Stored data:
__________
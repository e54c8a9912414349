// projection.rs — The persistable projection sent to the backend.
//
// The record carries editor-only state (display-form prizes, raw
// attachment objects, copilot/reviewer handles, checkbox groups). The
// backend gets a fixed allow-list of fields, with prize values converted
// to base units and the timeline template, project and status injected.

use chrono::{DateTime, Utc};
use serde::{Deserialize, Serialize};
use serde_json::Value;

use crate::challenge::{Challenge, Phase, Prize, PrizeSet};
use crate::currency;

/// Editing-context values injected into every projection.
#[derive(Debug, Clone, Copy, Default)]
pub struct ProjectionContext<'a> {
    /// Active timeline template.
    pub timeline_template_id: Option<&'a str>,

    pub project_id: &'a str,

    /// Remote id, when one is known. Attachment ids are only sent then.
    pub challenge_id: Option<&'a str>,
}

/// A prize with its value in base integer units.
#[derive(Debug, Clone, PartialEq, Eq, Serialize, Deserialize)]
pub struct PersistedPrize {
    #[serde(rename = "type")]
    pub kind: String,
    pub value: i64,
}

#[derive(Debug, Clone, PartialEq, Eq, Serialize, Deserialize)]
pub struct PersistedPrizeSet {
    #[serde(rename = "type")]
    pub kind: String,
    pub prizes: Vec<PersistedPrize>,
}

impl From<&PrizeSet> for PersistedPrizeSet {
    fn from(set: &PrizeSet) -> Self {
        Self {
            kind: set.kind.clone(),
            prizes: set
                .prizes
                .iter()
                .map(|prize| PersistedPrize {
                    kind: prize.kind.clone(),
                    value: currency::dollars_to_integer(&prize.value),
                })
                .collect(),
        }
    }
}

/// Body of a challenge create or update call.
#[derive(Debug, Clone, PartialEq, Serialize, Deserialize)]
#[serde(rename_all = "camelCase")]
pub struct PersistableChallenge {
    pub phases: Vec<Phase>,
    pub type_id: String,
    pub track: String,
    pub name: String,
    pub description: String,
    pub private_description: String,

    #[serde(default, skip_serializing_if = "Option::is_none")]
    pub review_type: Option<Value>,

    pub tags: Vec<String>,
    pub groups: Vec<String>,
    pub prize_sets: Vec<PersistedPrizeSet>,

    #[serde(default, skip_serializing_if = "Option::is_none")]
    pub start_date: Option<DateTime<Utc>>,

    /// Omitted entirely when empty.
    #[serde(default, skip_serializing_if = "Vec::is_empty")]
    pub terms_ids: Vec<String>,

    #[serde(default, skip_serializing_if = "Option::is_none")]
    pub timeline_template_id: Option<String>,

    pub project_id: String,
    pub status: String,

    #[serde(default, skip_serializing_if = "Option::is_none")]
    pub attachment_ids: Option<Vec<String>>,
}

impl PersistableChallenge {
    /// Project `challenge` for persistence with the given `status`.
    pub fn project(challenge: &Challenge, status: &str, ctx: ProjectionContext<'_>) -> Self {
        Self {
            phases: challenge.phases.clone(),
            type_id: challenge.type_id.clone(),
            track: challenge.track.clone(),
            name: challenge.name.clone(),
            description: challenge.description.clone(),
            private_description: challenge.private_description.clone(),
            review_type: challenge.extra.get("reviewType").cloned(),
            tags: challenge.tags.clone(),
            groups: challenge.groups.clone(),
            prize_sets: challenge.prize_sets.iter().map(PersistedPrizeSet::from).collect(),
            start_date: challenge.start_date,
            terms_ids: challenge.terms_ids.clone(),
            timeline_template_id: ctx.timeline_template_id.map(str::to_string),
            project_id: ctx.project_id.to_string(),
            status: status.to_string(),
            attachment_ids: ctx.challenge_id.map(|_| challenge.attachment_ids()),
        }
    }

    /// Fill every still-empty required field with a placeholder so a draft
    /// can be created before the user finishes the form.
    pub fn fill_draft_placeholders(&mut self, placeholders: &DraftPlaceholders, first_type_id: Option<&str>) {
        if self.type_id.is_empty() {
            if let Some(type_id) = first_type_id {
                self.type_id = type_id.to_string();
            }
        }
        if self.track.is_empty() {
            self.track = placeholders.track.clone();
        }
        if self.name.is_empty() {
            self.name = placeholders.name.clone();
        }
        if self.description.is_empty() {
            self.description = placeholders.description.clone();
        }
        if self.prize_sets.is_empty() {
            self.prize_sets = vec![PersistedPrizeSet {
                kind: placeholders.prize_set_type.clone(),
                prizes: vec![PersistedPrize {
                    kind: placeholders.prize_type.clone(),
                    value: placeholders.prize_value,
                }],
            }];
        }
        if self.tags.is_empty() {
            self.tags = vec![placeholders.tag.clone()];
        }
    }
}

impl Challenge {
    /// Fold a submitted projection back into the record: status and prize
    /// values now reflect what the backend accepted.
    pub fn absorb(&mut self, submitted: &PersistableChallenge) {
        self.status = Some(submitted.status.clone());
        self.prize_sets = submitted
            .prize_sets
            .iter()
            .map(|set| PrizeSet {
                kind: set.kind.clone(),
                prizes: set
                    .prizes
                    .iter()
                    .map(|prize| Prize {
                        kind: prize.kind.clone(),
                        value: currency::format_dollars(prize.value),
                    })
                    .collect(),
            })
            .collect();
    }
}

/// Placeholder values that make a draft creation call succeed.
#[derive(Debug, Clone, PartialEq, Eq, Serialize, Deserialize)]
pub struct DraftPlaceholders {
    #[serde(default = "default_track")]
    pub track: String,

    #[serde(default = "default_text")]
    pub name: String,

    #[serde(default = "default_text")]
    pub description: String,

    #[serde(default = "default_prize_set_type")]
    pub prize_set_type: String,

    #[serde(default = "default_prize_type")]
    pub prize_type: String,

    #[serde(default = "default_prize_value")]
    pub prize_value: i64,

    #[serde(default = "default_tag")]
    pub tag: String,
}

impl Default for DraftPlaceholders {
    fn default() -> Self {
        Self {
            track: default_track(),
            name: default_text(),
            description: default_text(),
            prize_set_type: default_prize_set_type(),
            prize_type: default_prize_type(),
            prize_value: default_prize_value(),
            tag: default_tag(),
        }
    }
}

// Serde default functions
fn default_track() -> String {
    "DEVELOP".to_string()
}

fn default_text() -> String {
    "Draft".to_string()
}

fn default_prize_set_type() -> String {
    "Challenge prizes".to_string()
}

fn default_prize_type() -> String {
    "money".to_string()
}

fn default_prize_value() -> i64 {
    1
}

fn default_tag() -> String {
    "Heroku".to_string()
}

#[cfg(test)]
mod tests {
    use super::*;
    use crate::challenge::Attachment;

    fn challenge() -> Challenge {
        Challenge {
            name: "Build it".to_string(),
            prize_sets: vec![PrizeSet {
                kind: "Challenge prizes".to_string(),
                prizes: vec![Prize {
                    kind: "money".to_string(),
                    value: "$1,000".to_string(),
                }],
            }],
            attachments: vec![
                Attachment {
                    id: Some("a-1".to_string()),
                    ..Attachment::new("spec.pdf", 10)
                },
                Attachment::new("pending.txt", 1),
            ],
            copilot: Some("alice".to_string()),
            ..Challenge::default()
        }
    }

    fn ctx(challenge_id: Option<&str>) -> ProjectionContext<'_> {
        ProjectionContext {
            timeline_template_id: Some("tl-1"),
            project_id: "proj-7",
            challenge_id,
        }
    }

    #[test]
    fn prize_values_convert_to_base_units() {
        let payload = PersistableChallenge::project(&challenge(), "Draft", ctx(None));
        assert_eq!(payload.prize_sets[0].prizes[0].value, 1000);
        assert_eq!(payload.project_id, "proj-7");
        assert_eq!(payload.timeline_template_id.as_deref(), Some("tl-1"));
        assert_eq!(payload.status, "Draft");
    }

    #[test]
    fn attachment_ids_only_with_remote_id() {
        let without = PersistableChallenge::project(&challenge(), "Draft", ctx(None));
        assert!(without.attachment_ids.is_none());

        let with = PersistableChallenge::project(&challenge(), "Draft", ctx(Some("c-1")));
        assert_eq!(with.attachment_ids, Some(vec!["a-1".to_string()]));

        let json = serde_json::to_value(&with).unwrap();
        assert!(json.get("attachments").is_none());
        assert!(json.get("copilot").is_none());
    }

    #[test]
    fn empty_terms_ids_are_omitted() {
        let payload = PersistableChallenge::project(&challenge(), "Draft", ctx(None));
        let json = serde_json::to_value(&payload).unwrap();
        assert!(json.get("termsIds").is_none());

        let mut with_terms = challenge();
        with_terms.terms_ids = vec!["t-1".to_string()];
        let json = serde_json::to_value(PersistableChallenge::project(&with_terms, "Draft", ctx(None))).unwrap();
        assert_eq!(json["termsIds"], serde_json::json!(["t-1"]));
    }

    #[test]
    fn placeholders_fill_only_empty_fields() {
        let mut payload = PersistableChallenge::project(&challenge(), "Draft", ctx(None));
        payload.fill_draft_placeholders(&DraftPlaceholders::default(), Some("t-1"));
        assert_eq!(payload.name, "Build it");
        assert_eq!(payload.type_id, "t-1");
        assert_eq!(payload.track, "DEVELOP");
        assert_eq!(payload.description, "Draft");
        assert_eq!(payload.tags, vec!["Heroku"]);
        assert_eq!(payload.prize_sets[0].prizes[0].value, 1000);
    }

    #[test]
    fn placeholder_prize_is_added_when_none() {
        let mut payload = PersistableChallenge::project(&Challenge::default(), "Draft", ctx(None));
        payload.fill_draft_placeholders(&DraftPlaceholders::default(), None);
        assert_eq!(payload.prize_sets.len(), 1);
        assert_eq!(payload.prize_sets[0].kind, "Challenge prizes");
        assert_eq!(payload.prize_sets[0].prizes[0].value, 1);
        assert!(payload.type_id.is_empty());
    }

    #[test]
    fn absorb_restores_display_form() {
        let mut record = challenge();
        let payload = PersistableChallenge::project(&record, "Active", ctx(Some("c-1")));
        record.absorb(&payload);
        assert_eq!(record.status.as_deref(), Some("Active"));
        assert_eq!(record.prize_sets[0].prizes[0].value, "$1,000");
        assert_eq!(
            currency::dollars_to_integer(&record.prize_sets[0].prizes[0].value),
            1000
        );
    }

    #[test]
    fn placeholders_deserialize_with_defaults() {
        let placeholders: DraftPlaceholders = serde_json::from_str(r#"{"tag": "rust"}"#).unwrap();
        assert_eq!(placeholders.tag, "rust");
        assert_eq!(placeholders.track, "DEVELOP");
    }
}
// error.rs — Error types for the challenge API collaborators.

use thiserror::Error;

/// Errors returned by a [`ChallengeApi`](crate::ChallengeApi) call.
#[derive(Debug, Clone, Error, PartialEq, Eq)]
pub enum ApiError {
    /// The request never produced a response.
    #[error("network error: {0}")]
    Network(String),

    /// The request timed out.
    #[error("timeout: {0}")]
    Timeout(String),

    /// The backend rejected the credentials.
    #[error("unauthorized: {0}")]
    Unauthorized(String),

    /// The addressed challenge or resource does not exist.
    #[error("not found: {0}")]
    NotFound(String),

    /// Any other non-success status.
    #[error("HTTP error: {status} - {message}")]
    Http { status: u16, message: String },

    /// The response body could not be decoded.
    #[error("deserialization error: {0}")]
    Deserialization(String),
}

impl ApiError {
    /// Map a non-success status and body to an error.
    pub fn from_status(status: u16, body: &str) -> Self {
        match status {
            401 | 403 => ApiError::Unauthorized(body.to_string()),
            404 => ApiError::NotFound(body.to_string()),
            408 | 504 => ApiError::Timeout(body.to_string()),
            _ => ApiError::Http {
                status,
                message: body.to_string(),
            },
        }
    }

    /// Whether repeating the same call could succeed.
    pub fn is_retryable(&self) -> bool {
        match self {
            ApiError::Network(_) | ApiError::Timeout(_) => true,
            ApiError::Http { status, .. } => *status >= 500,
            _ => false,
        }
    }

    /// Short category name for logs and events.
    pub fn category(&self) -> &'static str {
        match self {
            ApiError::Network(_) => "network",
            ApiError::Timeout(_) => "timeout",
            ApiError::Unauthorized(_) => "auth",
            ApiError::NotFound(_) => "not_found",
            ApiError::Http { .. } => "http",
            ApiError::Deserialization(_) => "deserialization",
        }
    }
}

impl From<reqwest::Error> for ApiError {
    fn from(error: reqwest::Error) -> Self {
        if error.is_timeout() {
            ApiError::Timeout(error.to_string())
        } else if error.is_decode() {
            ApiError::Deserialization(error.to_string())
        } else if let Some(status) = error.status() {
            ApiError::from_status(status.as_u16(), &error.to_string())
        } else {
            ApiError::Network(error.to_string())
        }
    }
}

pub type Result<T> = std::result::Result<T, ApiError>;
__________
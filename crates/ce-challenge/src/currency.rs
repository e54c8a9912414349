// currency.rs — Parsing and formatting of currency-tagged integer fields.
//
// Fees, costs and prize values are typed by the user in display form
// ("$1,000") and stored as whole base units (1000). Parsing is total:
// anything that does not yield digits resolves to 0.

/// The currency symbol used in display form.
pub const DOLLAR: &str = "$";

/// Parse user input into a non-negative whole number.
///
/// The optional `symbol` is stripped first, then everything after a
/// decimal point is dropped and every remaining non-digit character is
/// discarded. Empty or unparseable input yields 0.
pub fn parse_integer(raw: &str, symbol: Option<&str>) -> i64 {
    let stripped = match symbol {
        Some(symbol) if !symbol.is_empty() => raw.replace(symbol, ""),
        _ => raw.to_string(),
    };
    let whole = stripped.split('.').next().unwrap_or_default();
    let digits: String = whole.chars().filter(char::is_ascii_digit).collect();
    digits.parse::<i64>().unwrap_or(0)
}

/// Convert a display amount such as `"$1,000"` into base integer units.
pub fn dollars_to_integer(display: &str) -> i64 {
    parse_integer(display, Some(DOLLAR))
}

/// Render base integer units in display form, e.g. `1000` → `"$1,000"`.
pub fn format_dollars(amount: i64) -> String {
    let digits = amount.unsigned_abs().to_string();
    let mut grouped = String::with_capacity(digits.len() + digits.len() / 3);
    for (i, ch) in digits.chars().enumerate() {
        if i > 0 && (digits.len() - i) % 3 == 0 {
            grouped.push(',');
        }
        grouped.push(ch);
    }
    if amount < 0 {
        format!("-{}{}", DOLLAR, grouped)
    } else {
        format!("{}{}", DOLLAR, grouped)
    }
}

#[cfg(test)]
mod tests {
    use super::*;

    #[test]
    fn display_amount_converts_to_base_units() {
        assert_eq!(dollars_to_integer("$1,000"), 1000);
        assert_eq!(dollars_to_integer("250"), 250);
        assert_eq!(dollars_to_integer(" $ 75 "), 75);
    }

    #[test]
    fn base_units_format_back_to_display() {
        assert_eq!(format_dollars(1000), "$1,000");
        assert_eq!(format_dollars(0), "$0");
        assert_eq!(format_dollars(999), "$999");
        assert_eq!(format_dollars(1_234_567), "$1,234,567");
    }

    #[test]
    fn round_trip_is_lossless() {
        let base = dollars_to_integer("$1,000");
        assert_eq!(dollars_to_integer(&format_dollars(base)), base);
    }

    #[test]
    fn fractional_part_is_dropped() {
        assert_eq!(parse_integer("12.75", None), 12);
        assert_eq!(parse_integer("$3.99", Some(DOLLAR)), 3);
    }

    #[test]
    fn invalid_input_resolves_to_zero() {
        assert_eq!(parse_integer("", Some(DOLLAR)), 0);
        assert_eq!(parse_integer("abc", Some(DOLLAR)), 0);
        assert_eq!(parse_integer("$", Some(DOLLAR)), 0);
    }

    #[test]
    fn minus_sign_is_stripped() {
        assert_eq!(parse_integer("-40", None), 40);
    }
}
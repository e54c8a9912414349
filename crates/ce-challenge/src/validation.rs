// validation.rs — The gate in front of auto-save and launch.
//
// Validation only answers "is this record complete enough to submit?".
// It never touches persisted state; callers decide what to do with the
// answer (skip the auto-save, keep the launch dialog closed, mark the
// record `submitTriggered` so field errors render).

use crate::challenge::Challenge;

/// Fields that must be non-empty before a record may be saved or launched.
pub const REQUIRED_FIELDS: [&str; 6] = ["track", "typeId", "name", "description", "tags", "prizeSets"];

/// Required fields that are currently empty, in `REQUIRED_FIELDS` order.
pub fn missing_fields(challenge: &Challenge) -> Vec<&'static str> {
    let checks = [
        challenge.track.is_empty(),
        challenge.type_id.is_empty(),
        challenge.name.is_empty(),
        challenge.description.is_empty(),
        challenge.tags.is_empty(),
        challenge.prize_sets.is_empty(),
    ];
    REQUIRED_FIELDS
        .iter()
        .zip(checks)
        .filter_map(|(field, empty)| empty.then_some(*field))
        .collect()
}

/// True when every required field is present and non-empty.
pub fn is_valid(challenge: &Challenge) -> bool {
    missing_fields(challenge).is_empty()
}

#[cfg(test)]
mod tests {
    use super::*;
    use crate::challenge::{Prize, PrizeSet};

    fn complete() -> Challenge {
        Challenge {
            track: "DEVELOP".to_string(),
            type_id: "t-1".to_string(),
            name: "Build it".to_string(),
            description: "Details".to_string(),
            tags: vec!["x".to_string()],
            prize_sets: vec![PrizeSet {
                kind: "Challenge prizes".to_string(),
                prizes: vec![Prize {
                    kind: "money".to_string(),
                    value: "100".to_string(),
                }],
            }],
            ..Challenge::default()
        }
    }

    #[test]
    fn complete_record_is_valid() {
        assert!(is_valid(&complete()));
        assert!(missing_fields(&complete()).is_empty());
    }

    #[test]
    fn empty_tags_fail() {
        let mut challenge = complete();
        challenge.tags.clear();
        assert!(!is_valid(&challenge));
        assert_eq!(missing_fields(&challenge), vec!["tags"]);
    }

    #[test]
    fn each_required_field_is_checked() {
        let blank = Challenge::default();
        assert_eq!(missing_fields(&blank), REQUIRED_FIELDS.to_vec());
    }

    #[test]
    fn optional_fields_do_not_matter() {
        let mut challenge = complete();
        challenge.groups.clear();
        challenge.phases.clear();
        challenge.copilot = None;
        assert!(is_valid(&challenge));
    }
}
__________
» What the task requires: Every line of the records containing the word "success" must appear in the answer.

» Answer box:
    /// Any other non-success status.
    /// Map a non-success status and body to an error.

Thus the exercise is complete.